Introducing additive manufacturing constraints into the structural optimization strategy is fundamental to achieving an optimal result model. The implementation of design for additive manufacturing (DfAM) practices is essential to incorporating this new manufacturing knowledge into advanced structural optimization techniques for high-efficiency results [
41]. In
Figure 8, different additive manufacturing tests, such as design guidance, can be observed.
Manufacturing constraints such as overhang angle are essential to produce efficient result models while performing structural optimization techniques for additive manufacturing applications. The overhang angle constraint represents the minimum angle to accomplish the design performance required, obtaining the minimum surface finish intended or avoiding part failure. In
Figure 8b, we can observe the results at various overhang angle values. Considering design for additive manufacturing while developing a structural optimization strategy centered on the use of generative design techniques is an efficient approach that can lead to the generation of complicated designs. An example of the design for additive manufacturing is shown in
Figure 9, where the consideration of additive manufacturing constraints generates a self-supported structure, avoiding the need for additional supporting structure and reducing waste material, production costs, and manufacturing time.
Adding all the previously mentioned functions and constraints into an advanced, multi-objective, structural optimization strategy produced an adaptable and efficient method of analysis. Nonetheless, the complexity of the optimization strategy is proportional to the computing cost needed and needs to be considered through the iteration process [
42].
An integrated structural optimization strategy has been developed based on the studies [
16,
17] for a 100-kW permanent magnet direct-drive, wind turbine generator structure [
36]. A generative design process has been used, combining a static structural analysis and a modal analysis using the commercial software packages ANSYS for the structural optimization process and Fusion 360 for the additive manufacturing process simulation.
The process starts by determining the electrical generator design parameters and specifications, the considerations for the diverse optimization volume ranges for the different approaches, and the integrated structural optimization strategy, including the static structural analyses, the modal analyses, and the design and manufacturing constraints as part of the iterative generative design stage.
A workflow of the structural optimization strategy developed in this study has been represented in
Figure 10, where we can see the different steps followed during the process.
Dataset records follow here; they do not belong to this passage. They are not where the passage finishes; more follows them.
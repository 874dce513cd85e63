//! Table state shared by the bundled stores
//!
//! Every mutation validates the whole batch first and only then touches the
//! records, so a rejected commit leaves the table exactly as it was.

use serde::{Deserialize, Serialize};
use std::collections::{BTreeMap, BTreeSet};

use super::{
    CommitInstant, CommitMetadata, PartitionStats, RetentionDirective, RetentionReport,
    StoreError, StoreResult, StoredRecord, WriteBatch, WriteRecord,
};
use crate::catalog::CatalogSyncRequest;
use crate::config::StorageConfig;
use crate::record::{NormalizedRecord, PartitionPath, RecordKey};
use crate::router::WriteMode;

#[derive(Debug, Clone, PartialEq, Serialize, Deserialize)]
pub(crate) struct StoredRow {
    pub record: NormalizedRecord,
    pub instant: CommitInstant,
}

/// A record version replaced or deleted by a later commit
#[derive(Debug, Clone, Copy, PartialEq, Eq, Serialize, Deserialize)]
pub(crate) struct SupersededVersion {
    /// Commit that superseded the version
    pub superseded_by: CommitInstant,
}

/// Catalog registration as last synchronized
#[derive(Debug, Clone, PartialEq, Serialize, Deserialize)]
pub(crate) struct CatalogEntry {
    pub request: CatalogSyncRequest,
    pub partitions: BTreeSet<String>,
}

#[derive(Debug, Clone, Default, Serialize, Deserialize)]
pub(crate) struct TableState {
    pub partitions: BTreeMap<PartitionPath, BTreeMap<RecordKey, StoredRow>>,
    pub timeline: Vec<CommitMetadata>,
    pub archived_commits: usize,
    pub superseded: Vec<SupersededVersion>,
    pub last_instant: Option<CommitInstant>,
    pub storage: Option<StorageConfig>,
    pub catalog: Option<CatalogEntry>,
    /// Inflight instant; process-local, never persisted
    #[serde(skip)]
    pub inflight: Option<(CommitInstant, WriteMode)>,
}

impl TableState {
    pub fn start_commit(&mut self, table: &str, operation: WriteMode) -> StoreResult<CommitInstant> {
        if let Some((inflight, _)) = self.inflight {
            return Err(StoreError::ConcurrentWriter {
                table: table.to_string(),
                inflight: inflight.to_string(),
            });
        }
        let instant = CommitInstant::next_after(self.last_instant);
        self.last_instant = Some(instant);
        self.inflight = Some((instant, operation));
        Ok(instant)
    }

    pub fn abort_commit(&mut self, instant: CommitInstant) -> StoreResult<()> {
        self.take_inflight(instant).map(|_| ())
    }

    fn take_inflight(&mut self, instant: CommitInstant) -> StoreResult<WriteMode> {
        match self.inflight {
            Some((inflight, operation)) if inflight == instant => {
                self.inflight = None;
                Ok(operation)
            },
            _ => Err(StoreError::UnknownInstant(instant.to_string())),
        }
    }

    /// Validate, then apply the batch; the inflight instant is released either way
    pub fn commit(&mut self, instant: CommitInstant, batch: WriteBatch) -> StoreResult<CommitMetadata> {
        let started_as = self.take_inflight(instant)?;
        if started_as != batch.operation {
            return Err(StoreError::Rejected(format!(
                "instant {} was started for {} but the batch is {}",
                instant, started_as, batch.operation
            )));
        }

        self.validate(&batch)?;

        let mut stats: BTreeMap<PartitionPath, PartitionStats> = BTreeMap::new();
        let total_records = batch.records.len();

        for write in batch.records {
            match write {
                WriteRecord::Insert { key, partition, record } => {
                    let rows = self.partitions.entry(partition.clone()).or_default();
                    if rows.insert(key, StoredRow { record, instant }).is_some() {
                        self.superseded.push(SupersededVersion { superseded_by: instant });
                    }
                    stats.entry(partition).or_default().inserts += 1;
                },
                WriteRecord::Update { key, partition, record } => {
                    let rows = self.partitions.entry(partition.clone()).or_default();
                    rows.insert(key, StoredRow { record, instant });
                    self.superseded.push(SupersededVersion { superseded_by: instant });
                    stats.entry(partition).or_default().updates += 1;
                },
                WriteRecord::Delete(delete) => {
                    let targets: Vec<PartitionPath> = match delete.partition {
                        Some(partition) => vec![partition],
                        None => self.partitions.keys().cloned().collect(),
                    };
                    for partition in targets {
                        let removed = self
                            .partitions
                            .get_mut(&partition)
                            .and_then(|rows| rows.remove(&delete.key));
                        if removed.is_some() {
                            self.superseded.push(SupersededVersion { superseded_by: instant });
                            stats.entry(partition).or_default().deletes += 1;
                        }
                    }
                },
            }
        }

        self.partitions.retain(|_, rows| !rows.is_empty());
        self.storage = Some(batch.options.storage);

        let metadata = CommitMetadata {
            instant,
            operation: batch.operation,
            partitions: stats,
            total_records,
        };
        self.timeline.push(metadata.clone());
        Ok(metadata)
    }

    fn validate(&self, batch: &WriteBatch) -> StoreResult<()> {
        let mut seen: BTreeSet<(&PartitionPath, &RecordKey)> = BTreeSet::new();

        for write in &batch.records {
            match write {
                WriteRecord::Insert { key, partition, .. } => {
                    if batch.options.skip_index {
                        continue;
                    }
                    if self.contains(partition, key) || !seen.insert((partition, key)) {
                        return Err(StoreError::DuplicateKey {
                            key: key.to_string(),
                            partition: partition.to_string(),
                        });
                    }
                },
                WriteRecord::Update { key, partition, .. } => {
                    if !self.contains(partition, key) {
                        return Err(StoreError::Rejected(format!(
                            "update of key {} which does not exist in partition {}",
                            key, partition
                        )));
                    }
                },
                WriteRecord::Delete(_) => {},
            }
        }
        Ok(())
    }

    pub fn contains(&self, partition: &PartitionPath, key: &RecordKey) -> bool {
        self.partitions
            .get(partition)
            .is_some_and(|rows| rows.contains_key(key))
    }

    pub fn lookup(&self, partition: &PartitionPath, key: &RecordKey) -> Option<NormalizedRecord> {
        self.partitions
            .get(partition)
            .and_then(|rows| rows.get(key))
            .map(|row| row.record.clone())
    }

    pub fn scan(&self) -> Vec<StoredRecord> {
        self.partitions
            .iter()
            .flat_map(|(partition, rows)| {
                rows.iter().map(move |(key, row)| StoredRecord {
                    partition: partition.clone(),
                    key: key.clone(),
                    record: row.record.clone(),
                    instant: row.instant,
                })
            })
            .collect()
    }

    /// Archive oldest commits and clean superseded versions
    pub fn apply_retention(&mut self, directive: RetentionDirective) -> RetentionReport {
        let mut report = RetentionReport::default();

        if let Some(keep) = directive.archive_to {
            let excess = self.timeline.len().saturating_sub(keep);
            if excess > 0 {
                self.timeline.drain(..excess);
                self.archived_commits += excess;
                report.archived_commits = excess;
            }
        }

        if directive.clean {
            // Versions superseded at or after the oldest retained commit stay
            let horizon = self
                .timeline
                .len()
                .checked_sub(directive.cleaner_commits_retained)
                .and_then(|i| self.timeline.get(i))
                .map(|commit| commit.instant);

            if let Some(horizon) = horizon {
                let before = self.superseded.len();
                self.superseded.retain(|v| v.superseded_by >= horizon);
                report.cleaned_versions = before - self.superseded.len();
            }
        }

        report.remaining_commits = self.timeline.len();
        report
    }

    pub fn sync_catalog(&mut self, request: &CatalogSyncRequest) {
        let partitions = self
            .partitions
            .keys()
            .map(|partition| request.partition_spec(partition))
            .collect();
        self.catalog = Some(CatalogEntry {
            request: request.clone(),
            partitions,
        });
    }
}

#[cfg(test)]
#[allow(clippy::unwrap_used, clippy::expect_used)]
mod tests {
    use super::*;
    use crate::record::{DeleteKey, FieldValue, RawRecord};
    use crate::store::WriteOptions;

    fn record(price: f64) -> NormalizedRecord {
        NormalizedRecord::from_fields(
            RawRecord::new().with("price", price).into_fields(),
        )
    }

    fn insert(key: &str, partition: &str, price: f64) -> WriteRecord {
        WriteRecord::Insert {
            key: RecordKey::new(key.into()),
            partition: PartitionPath::new(partition.into()),
            record: record(price),
        }
    }

    fn batch(operation: WriteMode, records: Vec<WriteRecord>) -> WriteBatch {
        WriteBatch {
            operation,
            records,
            options: WriteOptions::default(),
        }
    }

    fn commit(state: &mut TableState, operation: WriteMode, records: Vec<WriteRecord>) -> StoreResult<CommitMetadata> {
        let instant = state.start_commit("db.t", operation)?;
        state.commit(instant, batch(operation, records))
    }

    #[test]
    fn test_single_inflight_instant() {
        let mut state = TableState::default();
        let first = state.start_commit("db.t", WriteMode::Insert).unwrap();
        let err = state.start_commit("db.t", WriteMode::Insert).unwrap_err();
        assert!(matches!(err, StoreError::ConcurrentWriter { .. }));

        state.abort_commit(first).unwrap();
        let second = state.start_commit("db.t", WriteMode::Insert).unwrap();
        assert!(second > first);
    }

    #[test]
    fn test_rejected_batch_leaves_state_untouched() {
        let mut state = TableState::default();
        commit(&mut state, WriteMode::Insert, vec![insert("id:1", "pair=A", 1.0)]).unwrap();

        let err = commit(
            &mut state,
            WriteMode::Insert,
            vec![insert("id:2", "pair=A", 2.0), insert("id:1", "pair=A", 3.0)],
        )
        .unwrap_err();

        assert!(matches!(err, StoreError::DuplicateKey { .. }));
        assert_eq!(state.scan().len(), 1);
        assert_eq!(state.timeline.len(), 1);
        assert!(state.inflight.is_none());
    }

    #[test]
    fn test_skip_index_overwrites_without_check() {
        let mut state = TableState::default();
        commit(&mut state, WriteMode::Insert, vec![insert("id:1", "pair=A", 1.0)]).unwrap();

        let instant = state.start_commit("db.t", WriteMode::BulkInsert).unwrap();
        let mut bulk = batch(WriteMode::BulkInsert, vec![insert("id:1", "pair=A", 9.0)]);
        bulk.options.skip_index = true;
        state.commit(instant, bulk).unwrap();

        let stored = state
            .lookup(&PartitionPath::new("pair=A".into()), &RecordKey::new("id:1".into()))
            .unwrap();
        assert_eq!(stored.get("price"), Some(&FieldValue::Double(9.0)));
    }

    #[test]
    fn test_unscoped_delete_hits_every_partition() {
        let mut state = TableState::default();
        commit(
            &mut state,
            WriteMode::Insert,
            vec![
                insert("id:1", "pair=A", 1.0),
                insert("id:1", "pair=B", 1.0),
                insert("id:2", "pair=A", 1.0),
            ],
        )
        .unwrap();

        let meta = commit(
            &mut state,
            WriteMode::Delete,
            vec![WriteRecord::Delete(DeleteKey {
                key: RecordKey::new("id:1".into()),
                partition: None,
            })],
        )
        .unwrap();

        assert_eq!(meta.deletes(), 2);
        let keys: Vec<_> = state.scan().into_iter().map(|r| r.key.to_string()).collect();
        assert_eq!(keys, vec!["id:2"]);
    }

    #[test]
    fn test_retention_archives_and_cleans() {
        let mut state = TableState::default();
        commit(&mut state, WriteMode::Insert, vec![insert("id:1", "pair=A", 1.0)]).unwrap();
        for price in 2..=5 {
            commit(
                &mut state,
                WriteMode::Upsert,
                vec![WriteRecord::Update {
                    key: RecordKey::new("id:1".into()),
                    partition: PartitionPath::new("pair=A".into()),
                    record: record(price as f64),
                }],
            )
            .unwrap();
        }
        assert_eq!(state.superseded.len(), 4);

        let report = state.apply_retention(RetentionDirective {
            archive_to: Some(2),
            clean: true,
            cleaner_commits_retained: 1,
        });

        assert_eq!(report.archived_commits, 3);
        assert_eq!(report.remaining_commits, 2);
        assert_eq!(report.cleaned_versions, 3);
        assert_eq!(state.superseded.len(), 1);
    }
}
The structural optimization strategy consists of:
The initial specification parameters of the direct-drive generator structure to be optimized.
The consideration of the different initial optimization volume ranges for the diverse approaches.
The design and manufacturing constraints strategy as objectives for the structural optimization process.
The development of the iterative generative design process integrating static structural analyses and modal analyses.
The evaluation of the results obtained from finite element analysis techniques and a metal additive manufacturing process simulation study.
The aim of this study is to develop an advanced structural optimization strategy based on the methodology produced in the investigations presented in [
16,
17], making use of generative design techniques that consider static structural and modal analyses and include a design for the additive manufacturing approach.
This novel design and manufacturing structural optimization strategy represents a zero-waste approach that integrates not only the optimization of the structures but also the optimization of the intended manufacturing process, virtually reducing the material waste to zero and significantly reducing the energy and water usage during fabrication. The integrated consideration of the latest developments in technology, both for computational structural optimization and manufacturing techniques, is a novel approach for complex engineering applications, such as the design of the support structures of permanent magnet direct-drive electrical generators.